Johnny the monkey boy retrieved from his pocket a lucky, lucky lottery ticket.
He stared at it.
Mr. Comedian stared at it.
"What the fuck?" Johnny said, as he looked at his long lost ticket.
"Ah. What is that?" Mr. Comedian asked the surprised monkey boy.
"It's a scratch and win ticket," Johnny said. He stared in disbelief at the weathered ticket he had lost so long ago. "And the lottery ticket is worth $7,243.22," said the monkey boy. "Which is the exact amount of money I owe Hyena Banks."
Mr. Comedian grabbed the ticket from Johnny. He looked down at it. He frowned. The goon turned it over in his hands a few times. He held it up to the light and squinted at it. Then he looked at it some more. "Well," the startled goon said. "I'll be damned."
Then Mr. Comedian frowned. He had been contemplating doing mean things to Johnny for a long, long time. It was hard for him to accept that the monkey boy did in fact have the right amount of money he owed to Hyena Banks. The frown on the gigantic goon's forehead grew bigger. One vein on that forehead began to throb.
The monkey boy grinned nervously. The monkey boy tried to look innocent and not look like a monkey boy whose legs should be broken.
"Hm," said Mr. Comedian. Then the goon regarded his monstrous hands which were reaching out (seemingly under their own power) towards the monkey boy. "Ah," the goon said, as he relaxed his hands, and smoothed out the wrinkles on Johnny's borrowed Land's End shirt. "Well," he muttered.
"Ah," the monkey boy said to the looming goon. "We're okay, then?"
Mr. Comedian looked over to his goon colleagues. The dirty and tired-looking goons shrugged. Mr. Comedian's face drooped and he sighed a big sigh. "I guess you're off the hook then!" Mr. Comedian told Johnny.
"Hooray!" said the happy monkey boy.
"Or," Mr. Comedian said, considering, "you will be after I do this to you!"
"Huh?" said Johnny.
Then, with a nasty grin, Mr. Comedian punched the monkey boy right in the nose.
"Oomph!" said Johnny, and he grabbed onto his smarting nose. Then he said "ouch."
Mr. Comedian smiled. "There!" he said, smacking his hands together, and looking much more relaxed and calm. "That is a much more satisfying conclusion to the Symphony of Lost Time!"

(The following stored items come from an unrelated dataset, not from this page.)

use std::sync::Arc;

use chrono::Utc;
use forum_db::format_timestamp;
use forum_db::models::MessageRow;
use forum_types::models::{Message, User};
use tracing::{error, info};
use uuid::Uuid;

use crate::composer::filter_emojis;
use crate::{Change, Forum, ForumError, Result, Subscription, best_effort, convert};

impl Forum {
    /// Post a message and return its id.
    ///
    /// The text is trimmed and screened against the emoji palette, then must
    /// be non-empty and within the configured length. Linking the reply into
    /// the parent and bumping the author's message count are best-effort and
    /// never fail the post.
    pub fn create_message(&self, author: &User, text: &str, reply_to: Option<Uuid>) -> Result<Uuid> {
        if author.address.trim().is_empty() {
            return Err(ForumError::invalid("missing author identity"));
        }

        let text = filter_emojis(text.trim());
        let text = text.trim();
        if text.is_empty() {
            return Err(ForumError::invalid("message text is empty"));
        }
        let chars = text.chars().count();
        if chars > self.config.max_message_chars {
            return Err(ForumError::invalid(format!(
                "message is {} characters, limit is {}",
                chars, self.config.max_message_chars
            )));
        }

        let id = Uuid::new_v4();
        self.db
            .insert_message(&MessageRow {
                id: id.to_string(),
                author_id: Some(author.address.clone()),
                username: Some(author.username.clone()),
                is_orb_verified: author.is_orb_verified,
                profile_picture_url: author.profile_picture_url.clone(),
                text: Some(text.to_string()),
                created_at: format_timestamp(Utc::now()),
                upvotes: 0,
                downvotes: 0,
                report_count: 0,
                reply_to: reply_to.map(|p| p.to_string()),
                replies: "[]".into(),
                is_edited: false,
                edited_at: None,
            })
            .map_err(|e| {
                error!("Failed to store message from {}: {}", author.address, e);
                e
            })?;

        if let Some(parent) = reply_to {
            best_effort(
                "reply link",
                self.db.append_reply(&parent.to_string(), &id.to_string()),
            );
        }
        best_effort(
            "author message count",
            self.db.increment_message_count(&author.address),
        );

        info!("Message {} posted by {}", id, author.username);
        self.hub.publish(Change::Messages);
        Ok(id)
    }

    /// The current window: the most recent `feed_window` messages, oldest first.
    ///
    /// Malformed documents (no author, handle or text) are dropped rather than
    /// reported, so one bad record cannot blank the feed.
    pub fn list_messages(&self) -> Result<Vec<Message>> {
        let rows = self.db.recent_messages(self.config.feed_window)?;
        Ok(rows.into_iter().filter_map(convert::message).collect())
    }

    pub fn get_message(&self, id: Uuid) -> Result<Option<Message>> {
        Ok(self.db.get_message(&id.to_string())?.and_then(convert::message))
    }

    /// Messages reported at least `min_reports` times, most reported first.
    pub fn flagged_messages(&self, min_reports: i64) -> Result<Vec<Message>> {
        let rows = self.db.messages_with_reports(min_reports)?;
        Ok(rows.into_iter().filter_map(convert::message).collect())
    }

    /// Live message window, re-delivered in full after every message change.
    pub async fn subscribe_messages(self: &Arc<Self>) -> Result<Subscription<Vec<Message>>> {
        self.live("messages", |c| *c == Change::Messages, |f: &Forum| f.list_messages())
            .await
    }
}

#[cfg(test)]
mod tests {
    use super::*;
    use crate::hub::within;
    use crate::{ForumConfig, Identity};
    use forum_db::Database;

    fn forum_with(config: ForumConfig) -> Arc<Forum> {
        Arc::new(Forum::new(Database::open_in_memory().unwrap(), config))
    }

    fn user(forum: &Forum, address: &str) -> User {
        forum
            .login_user(&Identity {
                address: address.into(),
                username: Some(format!("@{}", address)),
                profile_picture_url: None,
                is_orb_verified: true,
            })
            .unwrap()
    }

    #[test]
    fn new_message_starts_with_zero_counters() {
        let forum = forum_with(ForumConfig::default());
        let alice = user(&forum, "0xa11ce");

        let id = forum.create_message(&alice, "  gm world  ", None).unwrap();
        let msg = forum.get_message(id).unwrap().unwrap();

        assert_eq!(msg.text, "gm world");
        assert_eq!((msg.upvotes, msg.downvotes, msg.report_count), (0, 0, 0));
        assert!(msg.replies.is_empty());
        assert!(!msg.is_edited);
        assert_eq!(forum.get_user("0xa11ce").unwrap().unwrap().message_count, 1);
    }

    #[test]
    fn text_is_validated_before_storage() {
        let forum = forum_with(ForumConfig {
            max_message_chars: 10,
            ..ForumConfig::default()
        });
        let alice = user(&forum, "0xa11ce");

        assert!(matches!(forum.create_message(&alice, "   ", None), Err(ForumError::Invalid(_))));
        assert!(matches!(forum.create_message(&alice, "😴", None), Err(ForumError::Invalid(_))));
        assert!(matches!(
            forum.create_message(&alice, "01234567890", None),
            Err(ForumError::Invalid(_))
        ));
        assert!(forum.create_message(&alice, "0123456789", None).is_ok());
        assert_eq!(forum.list_messages().unwrap().len(), 1);
    }

    #[test]
    fn reply_is_linked_into_parent() {
        let forum = forum_with(ForumConfig::default());
        let alice = user(&forum, "0xa11ce");
        let bob = user(&forum, "0xb0b");

        let parent = forum.create_message(&alice, "question?", None).unwrap();
        let reply = forum.create_message(&bob, "answer", Some(parent)).unwrap();

        assert_eq!(forum.get_message(parent).unwrap().unwrap().replies, vec![reply]);
        assert_eq!(forum.get_message(reply).unwrap().unwrap().reply_to, Some(parent));
    }

    #[test]
    fn reply_to_missing_parent_still_posts() {
        let forum = forum_with(ForumConfig::default());
        let alice = user(&forum, "0xa11ce");

        let orphan = forum.create_message(&alice, "hello?", Some(Uuid::new_v4())).unwrap();
        assert!(forum.get_message(orphan).unwrap().is_some());
    }

    #[test]
    fn unknown_author_does_not_fail_the_post() {
        let forum = forum_with(ForumConfig::default());
        let ghost = User {
            address: "0xghost".into(),
            username: "ghost".into(),
            is_orb_verified: false,
            profile_picture_url: None,
            created_at: Utc::now(),
            last_seen: Utc::now(),
            message_count: 0,
            reputation: 0,
        };
        assert!(forum.create_message(&ghost, "boo", None).is_ok());
    }

    #[test]
    fn window_is_capped_and_malformed_records_dropped() {
        let forum = forum_with(ForumConfig {
            feed_window: 3,
            ..ForumConfig::default()
        });
        let alice = user(&forum, "0xa11ce");
        for i in 0..4 {
            forum.create_message(&alice, &format!("m{}", i), None).unwrap();
        }
        forum
            .db()
            .with_conn(|conn| {
                conn.execute(
                    "INSERT INTO messages (id, created_at) VALUES (?1, '9999-01-01T00:00:00.000Z')",
                    [Uuid::new_v4().to_string()],
                )?;
                Ok(())
            })
            .unwrap();

        let texts: Vec<String> = forum.list_messages().unwrap().into_iter().map(|m| m.text).collect();
        // The malformed record occupies one window slot but is not delivered
        assert_eq!(texts, vec!["m2", "m3"]);
    }

    #[tokio::test]
    async fn subscription_redelivers_full_window() {
        let forum = forum_with(ForumConfig::default());
        let alice = user(&forum, "0xa11ce");
        forum.create_message(&alice, "first", None).unwrap();

        let mut feed = forum.subscribe_messages().await.unwrap();
        assert_eq!(feed.current().len(), 1);

        forum.create_message(&alice, "second", None).unwrap();
        let snapshot = within(feed.wait_for(|m| m.len() == 2)).await.unwrap();
        assert_eq!(snapshot[0].text, "first");
        assert_eq!(snapshot[1].text, "second");
    }
}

"Oh. Okay," the monkey boy said.
"A happy ending, my colleagues!" Mr. Comedian shouted to the other goons, and he smiled. "Now let's go, gents, and report to our next assignment!"
The goons all bid Johnny farewell. Then they left the dusty patio which had been their home for so long.
"What a strange but interesting day," the monkey boy thought as he cradled his hurt nose and watched the large black suited men depart. The goons were soon walking down Pink Flamingo Street, talking to each other happily, patting each other on the back, and congratulating each other on a job well done.
Johnny smiled as they walked out of view. "Those were nice goons," he thought as he wiped at his bloody nose. "And I still have use of my legs!" he thought, remembering a scary letter from Hyena Banks from a long, long time ago.
That reminded him to collect his mail. It was tough to get all of the letters and flyers out of the crammed mailbox. But soon he had an armload of correspondence, and was pushing the door open to his apartment.
Johnny took one step into the apartment and stopped there looking at his home. The living room was dusty and still. It felt undisturbed and quiet. The monkey boy looked over at his comfy chair. Then he looked at the unblinking answering machine. Then he looked at his silent computer.
He smiled.
Johnny the monkey boy was finally home.